Example

Taylor just played a audio clip of a song (some Pink Floyd I believe). After playing it for 28 seconds, we all guessed how long we believed the clip was.

Our research question is this: Can people accurately estimate the length of a short song snippet?

We collected the following quantitative data from our class.

students <- c(17, 38, 20, 17, 18, 22, 15, 16, 23, 28, 24, 12, 25, 30, 23, 30)

We can plot these data on a dot plot.

ggplot(data.frame(students), aes(x = students)) +
  geom_dotplot() +
  xlab("seconds")

Here are some statistics we calculated in class from our data.

mean = 22.375

sd = 6.7712628

IQR = 8.75

Looking at our graph, and these stats, we can can see that we underestimated the length of a song snippet.

Bootstrapping

Now onto the cool (and new) stuff. In class, we wrote our 16 guessing on pieces of paper and then picked them out of a hat and replaced them after picking each one. We recorded the guess that we picked out and then did that 16 times. We basically got new data from our existing data.

set.seed(123)

one_boot <- sample(students, length(students), replace = T)
one_boot

##  [1] 23 23 20 30 20 28 38 22 24 18 17 30 22 23 28 24

mean(one_boot)

## [1] 24.375

Of course, since we’re using R, we can repeat this many times to determine the mean of the means. Let’s try doing this 100 times to see what the mean approaches.

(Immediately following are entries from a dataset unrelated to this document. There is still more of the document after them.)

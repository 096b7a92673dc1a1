pub mod batch;
pub mod prober;
pub mod target;

pub use batch::BatchCoordinator;
pub use prober::Prober;
pub use target::Target;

hundred_boot <- replicate(100, mean(sample(students, length(students), replace = T)))
mean(hundred_boot)

## [1] 22.30187

Wow, our mean is very close to our original mean, which makes sense since its the same data. We can also find that the sd of our bootstrap is very small, at only 1.57.

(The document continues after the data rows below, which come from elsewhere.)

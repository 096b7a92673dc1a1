//! Resolved scan settings.

use crate::cli::args::Cli;
use crate::payload::PayloadMode;
use anyhow::Result;
use std::path::PathBuf;
use std::time::Duration;

pub struct Context {
    pub dorks_path: PathBuf,
    pub max_urls: Option<usize>,
    pub max_proxies: usize,
    pub user_proxies: Option<PathBuf>,
    pub use_proxies: bool,
    pub mode: PayloadMode,
    pub workers: usize,
    pub request_timeout: Duration,
    pub output: PathBuf,
    pub download_dir: PathBuf,
    pub quiet: bool,
    pub verbose: bool,
}

impl Context {
    pub fn from_cli(cli: Cli) -> Result<Self> {
        let mode = if cli.aggressive {
            PayloadMode::Aggressive
        } else {
            PayloadMode::Standard
        };

        Ok(Self {
            dorks_path: cli.dorks,
            max_urls: cli.max_urls,
            max_proxies: cli.max_proxies,
            user_proxies: cli.user_proxies,
            use_proxies: !cli.no_proxy,
            mode,
            workers: cli.workers.max(1),
            request_timeout: Duration::from_secs(cli.timeout.max(1)),
            output: cli.output,
            download_dir: cli.download_dir,
            quiet: cli.quiet,
            verbose: cli.verbose,
        })
    }

    /// The JSON report lands next to the text report.
    pub fn json_output(&self) -> PathBuf {
        self.output.with_extension("json")
    }
}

Using Normal Distribution to Get Confidence Intervals

If we were to graph the t chart, we’d find that the hundred_boot would approach a normal distribution for many, many replications. We know that 95% of the data under a norm dist is within 2 standard deviations of the mean, so we can use this to find the 95% confidence interval.

\[ \bar{x} \pm 2(\text{SD from bootstrap distribution}) \]

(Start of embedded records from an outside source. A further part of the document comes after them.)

//! URL dedup and probing eligibility.
//!
//! The probing engine only ever sees the output of this stage: unique
//! http(s) URLs that actually carry query parameters.

use crate::discovery::search::SearchHit;
use crate::scanner::target::Target;
use std::collections::HashSet;
use url::Url;

/// Unique URLs in first-seen order.
pub fn unique_urls(hits: &[SearchHit]) -> Vec<String> {
    let mut seen = HashSet::new();
    hits.iter()
        .filter(|hit| seen.insert(hit.url.as_str()))
        .map(|hit| hit.url.clone())
        .collect()
}

/// Parse and keep only URLs worth probing: http(s) with ≥1 query parameter.
pub fn eligible_targets(urls: &[String]) -> Vec<Target> {
    urls.iter()
        .filter_map(|raw| {
            let url = Url::parse(raw).ok()?;
            if url.scheme() != "http" && url.scheme() != "https" {
                return None;
            }
            let target = Target::from_url(url);
            target.has_params().then_some(target)
        })
        .collect()
}

#[cfg(test)]
mod tests {
    use super::*;

    fn hit(url: &str) -> SearchHit {
        SearchHit {
            title: "t".to_string(),
            url: url.to_string(),
            query: "q".to_string(),
        }
    }

    #[test]
    fn test_unique_urls_preserves_first_seen_order() {
        let hits = vec![
            hit("http://a.example/?id=1"),
            hit("http://b.example/?id=2"),
            hit("http://a.example/?id=1"),
        ];
        let urls = unique_urls(&hits);
        assert_eq!(
            urls,
            vec!["http://a.example/?id=1", "http://b.example/?id=2"]
        );
    }

    #[test]
    fn test_eligible_targets_require_query_params() {
        let urls = vec![
            "http://a.example/page.php?id=1".to_string(),
            "http://b.example/static.html".to_string(),
            "ftp://c.example/?id=1".to_string(),
            "not a url".to_string(),
            "https://d.example/view?cat=2&page=3".to_string(),
        ];

        let targets = eligible_targets(&urls);
        assert_eq!(targets.len(), 2);
        assert_eq!(targets[0].url().as_str(), "http://a.example/page.php?id=1");
        assert_eq!(targets[1].params(), &["cat", "page"]);
    }
}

Let’s first graph 10000 trials.

boot_tbl <- replicate(10000, mean(sample(students, length(students), replace = T))) %>% 
  as_tibble() %>% rename(t_vals = 1)
ggplot(boot_tbl, aes(t_vals)) +
  geom_histogram(binwidth = 0.1) +
  xlab("Mean of Each Bootstrapped Sample")

The reason that there are some spikes in this graph is because some values in our original data are repeated.

We let’s add the confidence interval into our graph.

boot_tbl <- boot_tbl %>% mutate(
  confidence = (t_vals <= mean(t_vals) + 2 * sd(t_vals)) & 
    (t_vals >= mean(t_vals) - 2 * sd(t_vals))
)
ggplot(boot_tbl, aes(t_vals)) +
  geom_histogram(aes(color = confidence), binwidth = 0.1) +
  xlab("Mean of Each Bootstrapped Sample")

The blue values contain 95% of the data, and the red values are the other 5%.

We can overlay a normal distribution to get a better picture of what is happening.

boot_tbl <- boot_tbl %>% mutate(
  density = t_vals / length(t_vals)
)

ggplot(boot_tbl, aes(x = t_vals)) +
  geom_histogram(aes(y = (..count.. / (sum(..count..) * 0.1)),
                     color = confidence), binwidth = 0.1) +
  stat_function(fun = dnorm, args = list(mean = mean(boot_tbl$t_vals), 
                                         sd = sd(boot_tbl$t_vals))) +
  xlab("Mean of Each Bootstrapped Sample") +
  ylab("density") +
  labs(title = "T-Distribution with Normal Approximation")

Now that’s pretty cool. We can see that the normal distribution is a very good approximation of our bootstrapped distribution (called a t-distribution). The red parts are more than 2 standard deviations away from the mean, and they comprise of 95% of the data.

This is how we calculate our confidence intervals. By using the above equation, we can find the bounds of the red and blue on the graph.

upper = mean(boot_tbl$t_vals) + 2 * sd(boot_tbl$t_vals)
lower = mean(boot_tbl$t_vals) - 2 * sd(boot_tbl$t_vals)
paste0("(", round(lower, 3), ", ", round(upper, 3), ")")

## [1] "(19.116, 25.677)"

This is our confidence interval for our data!